[What you should do] For the records below, count the lines containing the word "base" and reply with the number alone.

Saved entries
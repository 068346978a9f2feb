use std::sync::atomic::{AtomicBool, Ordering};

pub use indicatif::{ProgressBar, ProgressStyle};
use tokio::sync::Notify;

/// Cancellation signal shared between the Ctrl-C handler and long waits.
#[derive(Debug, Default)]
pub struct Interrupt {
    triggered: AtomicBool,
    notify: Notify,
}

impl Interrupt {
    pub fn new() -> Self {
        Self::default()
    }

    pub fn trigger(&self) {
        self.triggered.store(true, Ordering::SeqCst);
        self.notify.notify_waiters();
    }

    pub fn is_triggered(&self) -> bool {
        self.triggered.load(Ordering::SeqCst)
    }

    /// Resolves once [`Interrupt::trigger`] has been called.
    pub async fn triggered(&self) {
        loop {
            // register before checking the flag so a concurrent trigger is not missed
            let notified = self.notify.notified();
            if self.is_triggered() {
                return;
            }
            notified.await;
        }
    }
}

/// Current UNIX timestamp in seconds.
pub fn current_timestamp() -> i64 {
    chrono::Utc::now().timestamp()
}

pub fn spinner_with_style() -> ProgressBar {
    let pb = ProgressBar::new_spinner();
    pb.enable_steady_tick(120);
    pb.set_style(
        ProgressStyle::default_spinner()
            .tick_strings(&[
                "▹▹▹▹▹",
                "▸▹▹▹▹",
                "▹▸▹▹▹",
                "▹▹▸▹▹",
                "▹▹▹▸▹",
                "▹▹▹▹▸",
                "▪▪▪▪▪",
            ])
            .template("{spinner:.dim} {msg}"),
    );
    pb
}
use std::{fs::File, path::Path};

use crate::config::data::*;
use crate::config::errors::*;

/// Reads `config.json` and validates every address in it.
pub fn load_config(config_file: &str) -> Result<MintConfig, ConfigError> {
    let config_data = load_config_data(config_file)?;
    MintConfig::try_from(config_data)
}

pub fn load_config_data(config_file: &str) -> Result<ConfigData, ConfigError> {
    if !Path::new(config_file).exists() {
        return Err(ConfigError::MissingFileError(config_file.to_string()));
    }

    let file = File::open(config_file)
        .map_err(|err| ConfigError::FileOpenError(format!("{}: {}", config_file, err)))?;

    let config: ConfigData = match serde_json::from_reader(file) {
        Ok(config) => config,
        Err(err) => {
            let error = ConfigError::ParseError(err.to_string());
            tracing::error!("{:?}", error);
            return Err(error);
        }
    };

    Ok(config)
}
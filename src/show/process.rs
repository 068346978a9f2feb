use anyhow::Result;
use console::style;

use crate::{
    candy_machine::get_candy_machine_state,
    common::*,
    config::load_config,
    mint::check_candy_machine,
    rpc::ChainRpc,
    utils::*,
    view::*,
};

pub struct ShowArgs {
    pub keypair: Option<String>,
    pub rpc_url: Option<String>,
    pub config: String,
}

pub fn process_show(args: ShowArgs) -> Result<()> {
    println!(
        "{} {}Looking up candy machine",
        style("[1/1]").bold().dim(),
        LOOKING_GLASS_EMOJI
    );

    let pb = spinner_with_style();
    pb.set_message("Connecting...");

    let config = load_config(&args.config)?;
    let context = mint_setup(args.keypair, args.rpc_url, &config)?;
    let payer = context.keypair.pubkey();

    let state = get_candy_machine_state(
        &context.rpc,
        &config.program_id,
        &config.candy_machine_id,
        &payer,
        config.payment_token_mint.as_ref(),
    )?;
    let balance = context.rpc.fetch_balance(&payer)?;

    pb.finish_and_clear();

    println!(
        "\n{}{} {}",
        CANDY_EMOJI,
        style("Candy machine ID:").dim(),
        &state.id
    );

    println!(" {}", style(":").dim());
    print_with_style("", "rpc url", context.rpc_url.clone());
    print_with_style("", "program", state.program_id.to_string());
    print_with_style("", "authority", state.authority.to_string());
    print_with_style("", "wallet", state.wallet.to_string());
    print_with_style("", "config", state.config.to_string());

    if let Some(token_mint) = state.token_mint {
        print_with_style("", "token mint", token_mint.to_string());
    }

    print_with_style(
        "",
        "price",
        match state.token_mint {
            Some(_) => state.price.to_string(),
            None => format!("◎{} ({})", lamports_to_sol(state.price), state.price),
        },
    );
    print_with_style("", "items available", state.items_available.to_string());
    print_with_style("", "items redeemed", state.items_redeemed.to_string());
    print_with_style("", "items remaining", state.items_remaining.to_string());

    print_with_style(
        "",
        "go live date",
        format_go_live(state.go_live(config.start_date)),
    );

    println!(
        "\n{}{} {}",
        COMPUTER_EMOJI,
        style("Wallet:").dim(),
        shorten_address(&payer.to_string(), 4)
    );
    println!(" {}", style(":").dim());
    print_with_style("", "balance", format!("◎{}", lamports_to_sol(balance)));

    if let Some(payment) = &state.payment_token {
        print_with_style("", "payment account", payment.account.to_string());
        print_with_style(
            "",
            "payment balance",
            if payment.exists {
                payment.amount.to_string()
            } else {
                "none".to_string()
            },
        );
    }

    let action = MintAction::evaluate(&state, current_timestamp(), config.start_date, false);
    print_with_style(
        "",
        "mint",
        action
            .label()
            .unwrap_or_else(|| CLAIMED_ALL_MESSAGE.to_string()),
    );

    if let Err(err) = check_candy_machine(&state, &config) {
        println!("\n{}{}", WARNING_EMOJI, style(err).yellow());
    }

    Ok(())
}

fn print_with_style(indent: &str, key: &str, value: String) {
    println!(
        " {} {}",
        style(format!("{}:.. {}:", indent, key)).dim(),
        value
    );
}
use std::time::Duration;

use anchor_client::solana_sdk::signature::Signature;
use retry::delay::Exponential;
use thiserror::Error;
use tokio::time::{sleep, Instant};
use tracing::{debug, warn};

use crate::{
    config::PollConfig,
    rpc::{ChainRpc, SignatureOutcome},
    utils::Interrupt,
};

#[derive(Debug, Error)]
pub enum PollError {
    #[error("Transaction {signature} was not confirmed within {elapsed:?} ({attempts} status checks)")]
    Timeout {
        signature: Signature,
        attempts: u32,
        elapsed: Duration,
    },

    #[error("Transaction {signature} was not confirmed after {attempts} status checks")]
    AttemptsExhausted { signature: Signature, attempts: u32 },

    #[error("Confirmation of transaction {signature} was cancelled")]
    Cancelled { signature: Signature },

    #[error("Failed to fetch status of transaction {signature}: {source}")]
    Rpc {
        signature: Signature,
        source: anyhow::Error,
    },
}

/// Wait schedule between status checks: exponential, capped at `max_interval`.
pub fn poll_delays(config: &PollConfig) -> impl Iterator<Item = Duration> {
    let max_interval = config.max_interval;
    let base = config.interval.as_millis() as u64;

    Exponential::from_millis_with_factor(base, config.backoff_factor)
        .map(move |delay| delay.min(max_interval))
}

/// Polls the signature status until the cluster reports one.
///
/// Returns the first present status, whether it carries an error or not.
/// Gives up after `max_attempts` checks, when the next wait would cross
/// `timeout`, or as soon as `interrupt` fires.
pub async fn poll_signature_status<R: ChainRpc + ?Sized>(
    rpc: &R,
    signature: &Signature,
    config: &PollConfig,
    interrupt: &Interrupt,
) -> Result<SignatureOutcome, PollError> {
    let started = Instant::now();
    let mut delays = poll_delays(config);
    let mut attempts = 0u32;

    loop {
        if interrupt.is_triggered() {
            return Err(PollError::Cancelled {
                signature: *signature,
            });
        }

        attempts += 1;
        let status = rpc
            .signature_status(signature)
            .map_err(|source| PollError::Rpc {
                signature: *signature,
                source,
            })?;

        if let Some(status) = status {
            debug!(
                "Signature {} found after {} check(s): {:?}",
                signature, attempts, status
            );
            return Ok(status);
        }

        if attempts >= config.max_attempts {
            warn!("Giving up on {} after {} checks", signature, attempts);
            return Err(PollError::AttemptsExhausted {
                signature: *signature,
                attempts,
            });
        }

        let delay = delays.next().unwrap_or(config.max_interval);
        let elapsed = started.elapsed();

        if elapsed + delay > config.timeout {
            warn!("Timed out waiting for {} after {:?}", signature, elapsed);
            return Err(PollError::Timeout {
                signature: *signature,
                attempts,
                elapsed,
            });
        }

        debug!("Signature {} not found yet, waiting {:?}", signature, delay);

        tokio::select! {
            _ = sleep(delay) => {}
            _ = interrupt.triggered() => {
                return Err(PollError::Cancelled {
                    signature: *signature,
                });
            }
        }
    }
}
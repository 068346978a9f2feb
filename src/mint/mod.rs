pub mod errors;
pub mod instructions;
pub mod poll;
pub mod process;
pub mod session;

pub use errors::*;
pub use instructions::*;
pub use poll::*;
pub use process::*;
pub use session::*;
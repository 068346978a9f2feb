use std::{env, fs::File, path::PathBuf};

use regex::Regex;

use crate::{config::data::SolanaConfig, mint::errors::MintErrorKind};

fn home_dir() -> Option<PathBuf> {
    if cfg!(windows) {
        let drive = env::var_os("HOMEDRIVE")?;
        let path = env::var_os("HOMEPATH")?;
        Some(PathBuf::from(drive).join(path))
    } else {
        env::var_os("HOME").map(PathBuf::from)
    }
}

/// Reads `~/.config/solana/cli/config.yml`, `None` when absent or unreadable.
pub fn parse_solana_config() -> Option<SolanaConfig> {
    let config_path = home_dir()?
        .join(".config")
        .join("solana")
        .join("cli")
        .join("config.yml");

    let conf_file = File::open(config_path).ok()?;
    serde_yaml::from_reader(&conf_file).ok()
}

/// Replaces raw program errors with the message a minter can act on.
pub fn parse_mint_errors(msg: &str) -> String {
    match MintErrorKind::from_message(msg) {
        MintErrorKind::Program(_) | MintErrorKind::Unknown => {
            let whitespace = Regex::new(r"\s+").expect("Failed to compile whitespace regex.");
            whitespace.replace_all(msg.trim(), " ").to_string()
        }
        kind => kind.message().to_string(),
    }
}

[Answer space] 2